__INSTRUCTIONS TO FOLLOW__. The answer must be every line below that contains the string "body".
*** Opening INFORMATION SUPPLIED ***
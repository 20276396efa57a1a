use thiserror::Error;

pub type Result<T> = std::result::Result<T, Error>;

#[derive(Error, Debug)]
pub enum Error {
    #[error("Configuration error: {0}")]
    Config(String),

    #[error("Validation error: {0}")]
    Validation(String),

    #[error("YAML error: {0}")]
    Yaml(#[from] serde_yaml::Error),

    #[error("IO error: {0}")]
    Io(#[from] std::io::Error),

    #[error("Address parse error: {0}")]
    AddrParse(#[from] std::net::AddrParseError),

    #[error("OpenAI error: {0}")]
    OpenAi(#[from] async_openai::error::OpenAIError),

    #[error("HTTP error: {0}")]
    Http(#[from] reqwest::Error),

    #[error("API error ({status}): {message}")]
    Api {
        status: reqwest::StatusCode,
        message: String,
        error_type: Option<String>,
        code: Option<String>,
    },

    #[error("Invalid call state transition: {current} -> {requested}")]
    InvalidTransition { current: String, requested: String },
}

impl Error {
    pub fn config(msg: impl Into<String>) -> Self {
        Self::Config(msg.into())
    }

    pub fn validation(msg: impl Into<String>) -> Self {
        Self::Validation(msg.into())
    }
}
*** Closing INFORMATION SUPPLIED ***
*** Opening INFORMATION SUPPLIED ***
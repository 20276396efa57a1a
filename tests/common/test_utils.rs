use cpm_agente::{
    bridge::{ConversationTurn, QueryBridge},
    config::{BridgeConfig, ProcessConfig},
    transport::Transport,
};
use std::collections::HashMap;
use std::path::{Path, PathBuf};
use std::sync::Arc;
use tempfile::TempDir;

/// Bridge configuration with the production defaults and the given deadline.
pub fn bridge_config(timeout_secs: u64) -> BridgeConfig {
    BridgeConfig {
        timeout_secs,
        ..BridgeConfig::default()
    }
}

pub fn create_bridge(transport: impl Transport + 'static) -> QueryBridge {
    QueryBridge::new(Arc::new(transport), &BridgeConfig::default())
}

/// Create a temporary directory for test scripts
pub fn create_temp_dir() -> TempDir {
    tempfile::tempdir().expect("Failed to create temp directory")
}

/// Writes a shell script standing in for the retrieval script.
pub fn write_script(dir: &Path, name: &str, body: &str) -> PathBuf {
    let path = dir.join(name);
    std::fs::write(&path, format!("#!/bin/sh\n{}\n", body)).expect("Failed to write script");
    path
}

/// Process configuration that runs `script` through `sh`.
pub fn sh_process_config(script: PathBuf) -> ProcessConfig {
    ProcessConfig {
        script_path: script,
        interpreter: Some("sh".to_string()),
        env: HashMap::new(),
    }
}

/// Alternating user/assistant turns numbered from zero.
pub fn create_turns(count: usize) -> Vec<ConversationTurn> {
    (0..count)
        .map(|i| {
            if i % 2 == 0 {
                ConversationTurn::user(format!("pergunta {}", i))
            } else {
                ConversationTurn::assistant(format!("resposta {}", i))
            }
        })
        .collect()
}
*** Closing INFORMATION SUPPLIED ***
*** Opening INFORMATION SUPPLIED ***
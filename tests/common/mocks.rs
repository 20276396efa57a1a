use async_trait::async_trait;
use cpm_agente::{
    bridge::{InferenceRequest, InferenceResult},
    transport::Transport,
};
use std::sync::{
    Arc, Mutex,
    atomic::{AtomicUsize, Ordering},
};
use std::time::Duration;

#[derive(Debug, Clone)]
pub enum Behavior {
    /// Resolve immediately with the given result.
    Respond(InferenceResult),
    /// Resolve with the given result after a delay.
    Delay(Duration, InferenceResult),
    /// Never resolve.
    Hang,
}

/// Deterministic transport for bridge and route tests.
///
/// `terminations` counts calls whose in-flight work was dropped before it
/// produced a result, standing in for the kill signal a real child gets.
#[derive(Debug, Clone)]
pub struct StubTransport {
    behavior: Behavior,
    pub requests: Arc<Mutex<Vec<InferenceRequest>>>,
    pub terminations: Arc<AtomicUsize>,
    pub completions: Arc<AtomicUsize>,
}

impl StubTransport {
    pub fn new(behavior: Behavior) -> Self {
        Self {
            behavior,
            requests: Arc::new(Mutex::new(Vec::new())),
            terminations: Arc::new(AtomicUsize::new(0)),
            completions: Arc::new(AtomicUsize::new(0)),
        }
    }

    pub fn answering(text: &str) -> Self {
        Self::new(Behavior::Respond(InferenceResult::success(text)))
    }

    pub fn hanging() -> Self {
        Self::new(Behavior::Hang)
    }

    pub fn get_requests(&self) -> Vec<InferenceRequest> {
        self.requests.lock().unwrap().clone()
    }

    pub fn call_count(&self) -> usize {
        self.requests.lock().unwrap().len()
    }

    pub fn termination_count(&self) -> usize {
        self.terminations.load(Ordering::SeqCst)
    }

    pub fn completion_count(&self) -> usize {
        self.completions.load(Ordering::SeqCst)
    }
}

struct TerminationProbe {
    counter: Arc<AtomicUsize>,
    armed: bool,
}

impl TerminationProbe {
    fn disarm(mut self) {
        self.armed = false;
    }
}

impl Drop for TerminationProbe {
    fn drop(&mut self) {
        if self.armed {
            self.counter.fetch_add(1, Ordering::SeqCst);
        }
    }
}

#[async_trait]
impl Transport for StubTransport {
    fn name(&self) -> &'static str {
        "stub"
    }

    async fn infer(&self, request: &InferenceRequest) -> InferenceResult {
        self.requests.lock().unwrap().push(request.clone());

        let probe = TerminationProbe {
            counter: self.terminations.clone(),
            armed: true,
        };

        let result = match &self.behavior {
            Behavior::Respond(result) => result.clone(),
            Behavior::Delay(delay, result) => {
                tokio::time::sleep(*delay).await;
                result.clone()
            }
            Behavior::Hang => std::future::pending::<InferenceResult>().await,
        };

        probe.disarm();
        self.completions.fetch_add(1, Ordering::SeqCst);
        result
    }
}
*** Closing INFORMATION SUPPLIED ***
__RESPONSE__.
pub fn write_script(dir: &Path, name: &str, body: &str) -> PathBuf {
    std::fs::write(&path, format!("#!/bin/sh\n{}\n", body)).expect("Failed to write script");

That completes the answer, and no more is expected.